> **Exercise**:
Your job is to report every line of the entries that has "timeframe".

Dataset entries:
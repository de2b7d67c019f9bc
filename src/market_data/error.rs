// =============================================================================
// Market Data Error Taxonomy
// =============================================================================
//
// Callers branch on these variants:
//   DataUnavailable     — upstream answered with zero rows; not retryable
//                         within the request.
//   Upstream            — network/exchange failure; candles propagate this,
//                         funding falls back to a stale cache entry first.
//   UnsupportedExchange — no integration for the named exchange; distinct
//                         from a fetch that failed.
//   Computation         — malformed input reached the indicator/signal path.

use thiserror::Error;

#[derive(Debug, Error)]
pub enum MarketError {
    #[error("no candle data returned for {symbol} {timeframe} on {exchange}")]
    DataUnavailable {
        symbol: String,
        timeframe: String,
        exchange: String,
    },

    #[error("upstream request to {exchange} failed for {symbol} ({detail}): {source}")]
    Upstream {
        symbol: String,
        exchange: String,
        /// Extra request context, e.g. the timeframe or "funding rate".
        detail: String,
        #[source]
        source: anyhow::Error,
    },

    #[error("exchange '{0}' is not supported")]
    UnsupportedExchange(String),

    #[error("computation failed: {0}")]
    Computation(String),
}

impl MarketError {
    pub fn upstream(
        symbol: impl Into<String>,
        exchange: impl Into<String>,
        detail: impl Into<String>,
        source: anyhow::Error,
    ) -> Self {
        Self::Upstream {
            symbol: symbol.into(),
            exchange: exchange.into(),
            detail: detail.into(),
            source,
        }
    }
}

> **Response to this exercise**:
    #[error("no candle data returned for {symbol} {timeframe} on {exchange}")]
        timeframe: String,
        /// Extra request context, e.g. the timeframe or "funding rate".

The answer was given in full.